## Problem requirements
Each line in the records that mentions the word "ArnError" needs to be listed.

## Collected data entries

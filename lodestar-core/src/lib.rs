//! Lodestar Core
//!
//! Shared data model for resolving resource identities and tags in a cloud
//! provider plugin: attribute values, resource state, diagnostics, and the
//! ambient client context every call runs under.

pub mod diagnostics;
pub mod interceptor;
pub mod provider;
pub mod resource;
pub mod schema;
//! ARN identities

use super::{
    ResolveInput, ResolvedAttributes, Source, check_region, identity_attribute, validate_identity,
};
use crate::arn::{Arn, ArnError};
use crate::error::{IdentityError, IdentityResult};
use crate::spec::{IdentitySpec, Scope};

/// Resolve an ARN identity
///
/// Account and region come from the ARN itself, so no client context is
/// consulted.
pub fn resolve(
    spec: &IdentitySpec,
    attribute: &str,
    input: &ResolveInput<'_>,
) -> IdentityResult<ResolvedAttributes> {
    let raw = match input.source {
        Source::Id(id) => id,
        Source::Identity(identity) => {
            validate_identity(spec, identity)?;
            identity_attribute(identity, attribute)?
        }
    };

    let arn: Arn = raw
        .parse()
        .map_err(|e| IdentityError::malformed_arn(raw, e))?;

    let mut resolved = ResolvedAttributes::new();
    resolved.insert(attribute, raw);
    resolved.mirror(spec, raw);
    if !arn.account_id.is_empty() {
        resolved.account_id = Some(arn.account_id.clone());
    }

    if spec.scope() == Scope::Regional {
        if arn.region.is_empty() {
            return Err(IdentityError::malformed_arn(raw, ArnError::MissingRegion));
        }
        check_region(raw, input.prior_region, &arn.region)?;
        resolved.region = Some(arn.region);
    }

    log::debug!("resolved ARN identity {}", raw);
    Ok(resolved)
}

## Result
use crate::arn::{Arn, ArnError};
            return Err(IdentityError::malformed_arn(raw, ArnError::MissingRegion));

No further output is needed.